The story of the Israelite’s departure from Egypt, after 430 years of slavery, is well-known. The Passover story links us to them when we read, “My father was a fugitive Aramean,” (Deuteronomy 26:5). It makes us all strangers in the land of Egypt, who went free to receive Torah. God provided physical freedom (redemption) from Egypt, and Torah provided spiritual freedom (revelation) from internal bondage, as we read, (Proverbs 3:17), “It is a tree of life to those who grasp it, and all who cling to it are happy.”

In the Israelite experience, a pattern emerges: bondage, redemption, and revelation. After long suffering, physical freedom leads to enduring religious faithfulness. Our own bondage is reflected in personal and communal suffering, too, during this prolonged global pandemic. We have witnessed death (over 800,000 in America, alone), and we have suffered personal losses and shared grief. When will our redemption come? It will come when we cry out for the final time with our groans, our geshreys, and our wails, and then grasp the means to freedom that God has gifted us.

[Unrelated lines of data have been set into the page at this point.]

impl<'a> UpdateApplier<'a> {
    pub fn new(catalogs: &'a dyn OptionCatalogs) -> Self {
        Self { catalogs }
    }

    pub fn apply(&self, config: &mut PromptConfig, update: SectionUpdate) -> Result<()> {
        match update {
            SectionUpdate::Project(update) => self.apply_project(config, update),
            SectionUpdate::SystemType(update) => self.apply_system_type(config, update),
            SectionUpdate::Objective(update) => self.apply_objective(config, update),
            SectionUpdate::Requirements(update) => self.apply_requirements(config, update),
            SectionUpdate::Features(update) => self.apply_features(config, update),
            SectionUpdate::UxUi(update) => self.apply_uxui(config, update),
            SectionUpdate::Stack(update) => self.apply_stack(config, update),
            SectionUpdate::Security(update) => self.apply_security(config, update),
            SectionUpdate::CodeStructure(update) => self.apply_code_structure(config, update),
            SectionUpdate::Scalability(update) => self.apply_scalability(config, update),
            SectionUpdate::Restrictions(update) => self.apply_restrictions(config, update),
            SectionUpdate::Integrations(update) => self.apply_integrations(config, update),
        }
    }

    /// Reject a concrete id the catalog does not know. Blank ids and the
    /// sentinel pass; so does everything when the group has no options,
    /// which keeps the model usable without seeded catalogs.
    fn validated_choice(&self, field: &'static str, group: OptionGroup, id: &str) -> Result<()> {
        let id = id.trim();
        if id.is_empty() || selection::is_other_sentinel(id) {
            return Ok(());
        }
        if self.catalogs.has_options(group) && self.catalogs.find(group, id).is_none() {
            return Err(CoreError::UnknownOption {
                field,
                id: id.to_string(),
            }
            .into());
        }
        Ok(())
    }

    fn choose(
        &self,
        field: &'static str,
        group: OptionGroup,
        select: &mut SingleSelect,
        id: String,
    ) -> Result<()> {
        self.validated_choice(field, group, &id)?;
        select.select(id);
        Ok(())
    }

    fn apply_project(&self, config: &mut PromptConfig, update: ProjectUpdate) -> Result<()> {
        let project = &mut config.project;
        if let Some(title) = update.title {
            project.title = title;
        }
        if let Some(author) = update.author {
            project.author = author;
        }
        if let Some(email) = update.email {
            project.email = email;
        }
        if let Some(url) = update.url {
            project.url = url;
        }
        if let Some(version) = update.version {
            project.version = version;
        }
        if let Some(created_at) = update.created_at {
            project.created_at = Some(created_at);
        }
        if let Some(updated_at) = update.updated_at {
            project.updated_at = Some(updated_at);
        }
        Ok(())
    }

    fn apply_system_type(&self, config: &mut PromptConfig, update: SystemTypeUpdate) -> Result<()> {
        let section = &mut config.system_type;
        if let Some(selected) = update.selected {
            self.validated_choice("system_type.selected", OptionGroup::SystemTypes, &selected)?;
            section.select(selected);
        }
        if let Some(other_type) = update.other_type {
            section.other_type = other_type;
        }
        Ok(())
    }

    fn apply_objective(&self, config: &mut PromptConfig, update: ObjectiveUpdate) -> Result<()> {
        let section = &mut config.objective;
        if let Some(define_details) = update.define_details {
            section.define_details = define_details;
        }
        if let Some(primary) = update.primary_objective {
            if primary.trim().chars().count() > MAX_PRIMARY_OBJECTIVE_LEN {
                return Err(CoreError::ValueTooLong {
                    field: "objective.primary_objective",
                    max: MAX_PRIMARY_OBJECTIVE_LEN,
                }
                .into());
            }
            section.primary_objective = primary;
        }
        if let Some(selected) = update.selected {
            section.additional.set_selected(selected);
        }
        if let Some(custom) = update.custom {
            section.additional.set_custom("objective.custom", custom)?;
        }
        Ok(())
    }

    fn apply_requirements(
        &self,
        config: &mut PromptConfig,
        update: RequirementsUpdate,
    ) -> Result<()> {
        let section = &mut config.requirements;
        if let Some(define_details) = update.define_details {
            section.define_details = define_details;
        }
        if let Some(user_types) = update.user_types {
            section.user_types =
                bounded_list("requirements.user_types", user_types, MAX_CUSTOM_ENTRIES)?;
        }
        if let Some(functional) = update.functional {
            section.functional =
                bounded_list("requirements.functional", functional, MAX_CUSTOM_ENTRIES)?;
        }
        if let Some(selected) = update.non_functional {
            section.non_functional.set_selected(selected);
        }
        if let Some(custom) = update.custom_non_functional {
            section
                .non_functional
                .set_custom("requirements.custom_non_functional", custom)?;
        }
        Ok(())
    }

    fn apply_features(&self, config: &mut PromptConfig, update: FeaturesUpdate) -> Result<()> {
        let section = &mut config.features;
        if let Some(selected) = update.selected {
            section.specific.set_selected(selected);
        }
        if let Some(custom) = update.custom {
            section.specific.set_custom("features.custom", custom)?;
        }
        Ok(())
    }

    fn apply_uxui(&self, config: &mut PromptConfig, update: UxUiUpdate) -> Result<()> {
        let section = &mut config.uxui;
        if let Some(palette) = update.color_palette {
            let trimmed = palette.trim();
            if trimmed.is_empty() {
                section.color_palette = None;
            } else {
                if trimmed != CUSTOM_PALETTE_ID
                    && !selection::is_other_sentinel(trimmed)
                    && self.catalogs.has_options(OptionGroup::ColorPalettes)
                    && self
                        .catalogs
                        .find(OptionGroup::ColorPalettes, trimmed)
                        .is_none()
                {
                    return Err(CoreError::UnknownOption {
                        field: "uxui.color_palette",
                        id: trimmed.to_string(),
                    }
                    .into());
                }
                section.color_palette = Some(trimmed.to_string());
            }
        }
        if let Some(colors) = update.custom_colors {
            section.custom_colors = bounded_list("uxui.custom_colors", colors, MAX_CUSTOM_COLORS)?;
        }
        if let Some(style) = update.visual_style {
            self.choose(
                "uxui.visual_style",
                OptionGroup::VisualStyles,
                &mut section.visual_style,
                style,
            )?;
        }
        if let Some(custom) = update.custom_visual_styles {
            section
                .visual_style
                .set_custom("uxui.custom_visual_styles", custom)?;
        }
        if let Some(menu) = update.menu_type {
            self.choose(
                "uxui.menu_type",
                OptionGroup::MenuTypes,
                &mut section.menu_type,
                menu,
            )?;
        }
        if let Some(custom) = update.custom_menu_types {
            section.menu_type.set_custom("uxui.custom_menu_types", custom)?;
        }
        if let Some(landing_page) = update.landing_page {
            section.landing_page = landing_page;
        }
        if let Some(ids) = update.landing_structure {
            section.landing_structure.set_enabled(ids);
        }
        if let Some(custom) = update.custom_landing_structure {
            section
                .landing_structure
                .set_other("uxui.custom_landing_structure", custom)?;
        }
        if let Some(ids) = update.landing_elements {
            section.landing_elements.set_enabled(ids);
        }
        if let Some(custom) = update.custom_landing_elements {
            section
                .landing_elements
                .set_other("uxui.custom_landing_elements", custom)?;
        }
        if let Some(ids) = update.landing_style {
            section.landing_style.set_enabled(ids);
        }
        if let Some(custom) = update.custom_landing_styles {
            section
                .landing_style
                .set_other("uxui.custom_landing_styles", custom)?;
        }
        if let Some(selected) = update.authentication {
            section.authentication.set_selected(selected);
        }
        if let Some(custom) = update.custom_authentication {
            section
                .authentication
                .set_custom("uxui.custom_authentication", custom)?;
        }
        if let Some(user_dashboard) = update.user_dashboard {
            section.user_dashboard = user_dashboard;
        }
        if let Some(selected) = update.dashboard_features {
            section.dashboard_features.set_selected(selected);
        }
        if let Some(custom) = update.custom_dashboard_features {
            section
                .dashboard_features
                .set_custom("uxui.custom_dashboard_features", custom)?;
        }
        Ok(())
    }

    fn apply_stack(&self, config: &mut PromptConfig, update: StackUpdate) -> Result<()> {
        let section = &mut config.stack;
        if let Some(flag) = update.separate_frontend_backend {
            section.separate_frontend_backend = flag;
        }
        if let Some(id) = update.frontend {
            self.choose("stack.frontend", OptionGroup::Frontend, &mut section.frontend, id)?;
        }
        if let Some(custom) = update.custom_frontend {
            section.frontend.set_custom("stack.custom_frontend", custom)?;
        }
        if let Some(id) = update.backend {
            self.choose("stack.backend", OptionGroup::Backend, &mut section.backend, id)?;
        }
        if let Some(custom) = update.custom_backend {
            section.backend.set_custom("stack.custom_backend", custom)?;
        }
        if let Some(id) = update.fullstack {
            self.choose("stack.fullstack", OptionGroup::Fullstack, &mut section.fullstack, id)?;
        }
        if let Some(custom) = update.custom_fullstack {
            section.fullstack.set_custom("stack.custom_fullstack", custom)?;
        }
        if let Some(id) = update.database {
            self.choose("stack.database", OptionGroup::Databases, &mut section.database, id)?;
        }
        if let Some(custom) = update.custom_databases {
            section.database.set_custom("stack.custom_databases", custom)?;
        }
        if let Some(id) = update.orm {
            self.choose("stack.orm", OptionGroup::Orms, &mut section.orm, id)?;
        }
        if let Some(custom) = update.custom_orms {
            section.orm.set_custom("stack.custom_orms", custom)?;
        }
        if let Some(id) = update.hosting {
            self.choose("stack.hosting", OptionGroup::Hosting, &mut section.hosting, id)?;
        }
        if let Some(custom) = update.custom_hosting {
            section.hosting.set_custom("stack.custom_hosting", custom)?;
        }
        Ok(())
    }

    fn apply_security(&self, config: &mut PromptConfig, update: SecurityUpdate) -> Result<()> {
        let section = &mut config.security;
        if let Some(selected) = update.selected {
            section.measures.set_selected(selected);
        }
        if let Some(custom) = update.custom {
            section.measures.set_custom("security.custom", custom)?;
        }
        Ok(())
    }

    fn apply_code_structure(
        &self,
        config: &mut PromptConfig,
        update: CodeStructureUpdate,
    ) -> Result<()> {
        let section = &mut config.code_structure;
        if let Some(id) = update.folder_organization {
            self.choose(
                "code_structure.folder_organization",
                OptionGroup::FolderOrganization,
                &mut section.folder_organization,
                id,
            )?;
        }
        if let Some(custom) = update.custom_folder_organization {
            section
                .folder_organization
                .set_custom("code_structure.custom_folder_organization", custom)?;
        }
        if let Some(id) = update.architectural_pattern {
            self.choose(
                "code_structure.architectural_pattern",
                OptionGroup::ArchitecturalPatterns,
                &mut section.architectural_pattern,
                id,
            )?;
        }
        if let Some(custom) = update.custom_architectural_patterns {
            section
                .architectural_pattern
                .set_custom("code_structure.custom_architectural_patterns", custom)?;
        }
        if let Some(selected) = update.best_practices {
            section.best_practices.set_selected(selected);
        }
        if let Some(custom) = update.custom_best_practices {
            section
                .best_practices
                .set_custom("code_structure.custom_best_practices", custom)?;
        }
        Ok(())
    }

    fn apply_scalability(
        &self,
        config: &mut PromptConfig,
        update: ScalabilityUpdate,
    ) -> Result<()> {
        let section = &mut config.scalability;
        if let Some(is_scalable) = update.is_scalable {
            section.is_scalable = is_scalable;
        }
        if let Some(selected) = update.scalability_features {
            section.scalability_features.set_selected(selected);
        }
        if let Some(custom) = update.custom_scalability_features {
            section
                .scalability_features
                .set_custom("scalability.custom_scalability_features", custom)?;
        }
        if let Some(selected) = update.performance_features {
            section.performance_features.set_selected(selected);
        }
        if let Some(custom) = update.custom_performance_features {
            section
                .performance_features
                .set_custom("scalability.custom_performance_features", custom)?;
        }
        Ok(())
    }

    fn apply_restrictions(
        &self,
        config: &mut PromptConfig,
        update: RestrictionsUpdate,
    ) -> Result<()> {
        let section = &mut config.restrictions;
        if let Some(selected) = update.selected {
            section.avoid_in_code.set_selected(selected);
        }
        if let Some(custom) = update.custom {
            section.avoid_in_code.set_custom("restrictions.custom", custom)?;
        }
        Ok(())
    }

    fn apply_integrations(
        &self,
        config: &mut PromptConfig,
        update: IntegrationsUpdate,
    ) -> Result<()> {
        let section = &mut config.integrations;
        if let Some(needs_integrations) = update.needs_integrations {
            section.needs_integrations = needs_integrations;
        }
        if let Some(selected) = update.selected {
            section.integrations.set_selected(selected);
        }
        if let Some(custom) = update.custom {
            section.integrations.set_custom("integrations.custom", custom)?;
        }
        Ok(())
    }
}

God has given us Torah wisdom, scientific discovery, and compassion at the root of the human experience. They are all means to freedom from this pandemic. Finally, the hope of revelation urges us on our journey to a destination without COVID-19. It won’t be Sinai, but it will be a place and time when our enlightened selves will never take for granted what we have known, namely, health, wealth, and happiness in a country founded on freedom. We don’t have to lock ourselves inside. The keys are in our hands to unlock the doors that isolate us. We don’t have to inquire when it will end. The answers have been provided us in modern solutions to overcome COVID’s worse effects. And faithfulness is hopefulness that a future without COVID is not God’s handiwork, alone, but our covenant with God to do our part with what God has given. As 2022 begins, let’s be thankful for the times in which we live and the gifts that we’ve been given to enjoy life, health, and peace.